- 前回のコラムの欄で、神奈川県の公立高校の入試問題に北村薫氏の作品が使われていて驚いたということを書きました。あの推理小説作家の北村薫氏が入試に出たのか、という驚きです。SF作家は時々見かけますが、推理小説の作家というのは、あまりなかったのではないかと思います(今回の作品はミステリーではなかったですが)。

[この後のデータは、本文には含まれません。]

//! Tests for bot configuration loading

use std::io::Write as _;

use testkeeper::config::{BotConfig, ConfigError};

#[test]
fn loads_full_config_from_disk() {
    let mut file = tempfile::NamedTempFile::new().unwrap();
    writeln!(
        file,
        r#"
[server]
bind = "127.0.0.1"
port = 9999

[github]
api_url = "https://github.example.com/api/v3"
token = "file-token"

[plugins]
config_file = "keeper.yaml"
skip_comment = "/skip"
"#
    )
    .unwrap();

    let config = BotConfig::load(file.path()).unwrap();
    assert_eq!(config.server.bind, "127.0.0.1");
    assert_eq!(config.server.port, 9999);
    assert_eq!(config.github.api_url, "https://github.example.com/api/v3");
    assert_eq!(config.plugins.config_file, "keeper.yaml");
    assert_eq!(config.plugins.skip_comment, "/skip");
}

#[test]
fn missing_explicit_path_is_an_error() {
    let err = BotConfig::load(std::path::Path::new("/nonexistent/testkeeper.toml")).unwrap_err();
    assert!(matches!(err, ConfigError::Io { .. }));
}

#[test]
fn broken_toml_is_an_error() {
    let mut file = tempfile::NamedTempFile::new().unwrap();
    writeln!(file, "this is [not toml").unwrap();
    let err = BotConfig::load(file.path()).unwrap_err();
    assert!(matches!(err, ConfigError::Parse { .. }));
}

#[test]
fn empty_file_yields_defaults() {
    let file = tempfile::NamedTempFile::new().unwrap();
    let config = BotConfig::load(file.path()).unwrap();
    assert_eq!(config.server.port, 8888);
    assert_eq!(config.plugins.skip_comment, "/ok-without-tests");
}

そして、もう一つ驚いたことですが、本当に偶然、この原稿を書く数日前に北村薫氏の本を読み終わったところだったのです。小説ではなく、『謎物語 あるいは物語の謎』というエッセイだったのですが、とてもおもしろい本でした。北村氏自身が好きだという推理小説の、特にトリックについての話が書かれています。この本を読みながら、電車の中で何度か涙ぐんでしまいした。
「えー、トリックの話で涙?」
なんだかへんな人だと思われそうですが、ぜひとも読んでみてください。心打つエピソードがあります。それは文章の語り方について書かれたところですが、静かに胸に迫ってくる文章があるのです。そして、この本そのものが愛に満ちたものであることが、ぼくの胸を打ちました。

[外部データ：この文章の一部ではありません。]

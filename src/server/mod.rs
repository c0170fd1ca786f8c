//! HTTP server adapters
//!
//! This module provides adapters that translate between HTTP frameworks
//! and the HTTP-agnostic webhook handler layer.
//!
//! Currently supported:
//! - `tiny_http` - Lightweight synchronous HTTP server

mod tiny_http;

pub use tiny_http::serve;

ぼくはこのエッセイを読んで思いました。自分が心から愛しているものを語るというのは、ただそれだけでこれほどまでに感動をよぶものなのだなあ、と。もちろん、稀代の読書家であり、名文家でもある北村薫氏が語っているからこそではあると思います。けれども、どちらかといえば、あまり日のあたらない場にある本格推理小説を語るときの、文章の崇高さとでもいったようなこの輝きはどうでしょう。それを読むだけで(ぼく自身推理小説が好きだというのもあるのですが)いっしょにぼくの胸も熱くなります。

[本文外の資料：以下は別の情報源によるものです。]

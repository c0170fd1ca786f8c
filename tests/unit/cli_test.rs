//! CLI surface tests

use assert_cmd::Command;
use predicates::prelude::*;

#[test]
fn version_command_prints_version() {
    Command::cargo_bin("testkeeper")
        .unwrap()
        .arg("version")
        .assert()
        .success()
        .stdout(predicate::str::contains(env!("CARGO_PKG_VERSION")));
}

#[test]
fn no_command_prints_version() {
    Command::cargo_bin("testkeeper")
        .unwrap()
        .assert()
        .success()
        .stdout(predicate::str::contains("testkeeper v"));
}

#[test]
fn help_describes_the_gate() {
    Command::cargo_bin("testkeeper")
        .unwrap()
        .arg("--help")
        .assert()
        .success()
        .stdout(predicate::str::contains("Gate pull requests"));
}

#[test]
fn check_rejects_malformed_repo_slug() {
    Command::cargo_bin("testkeeper")
        .unwrap()
        .args(["check", "not-a-slug", "abc123"])
        .assert()
        .failure()
        .stderr(predicate::str::contains("invalid repository slug"));
}

#[test]
fn check_rejects_missing_config_path() {
    Command::cargo_bin("testkeeper")
        .unwrap()
        .args(["--config", "/nonexistent/testkeeper.toml", "check", "o/r", "abc123"])
        .assert()
        .failure()
        .stderr(predicate::str::contains("cannot read config file"));
}
//! Files affected by a commit
//!
//! Produced by the change-listing collaborator, consumed read-only by the
//! classification pipeline.

use serde::Deserialize;

/// What happened to a file in a commit
#[derive(Debug, Clone, Copy, PartialEq, Eq, Deserialize)]
#[serde(rename_all = "lowercase")]
pub enum FileStatus {
    /// File was added
    Added,
    /// File content was modified
    Modified,
    /// File was removed
    Removed,
    /// File was renamed
    Renamed,
}

/// A single file touched by a commit
///
/// The status does not affect classification: a removed test file still
/// means the commit touches tests.
#[derive(Debug, Clone, PartialEq, Eq)]
pub struct AffectedFile {
    /// Path of the file, relative to the repository root
    pub name: String,
    /// Change kind reported by the host
    pub status: FileStatus,
}

impl AffectedFile {
    /// Create an affected file entry
    pub fn new(name: impl Into<String>, status: FileStatus) -> Self {
        Self {
            name: name.into(),
            status,
        }
    }
}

みんなに作文を教える仕事をしているなかで、だれの心にも必ずある輝きを、ぼくはしっかりと見つけられているでしょうか。それらを引き出すために、ぼくらはいるのです。北村薫氏の本を読んで、あらためて作文の先生としての原点を思い出したような気がしました。これからも、多くの本に出会いたくさんの作文に出会いたいと思いました。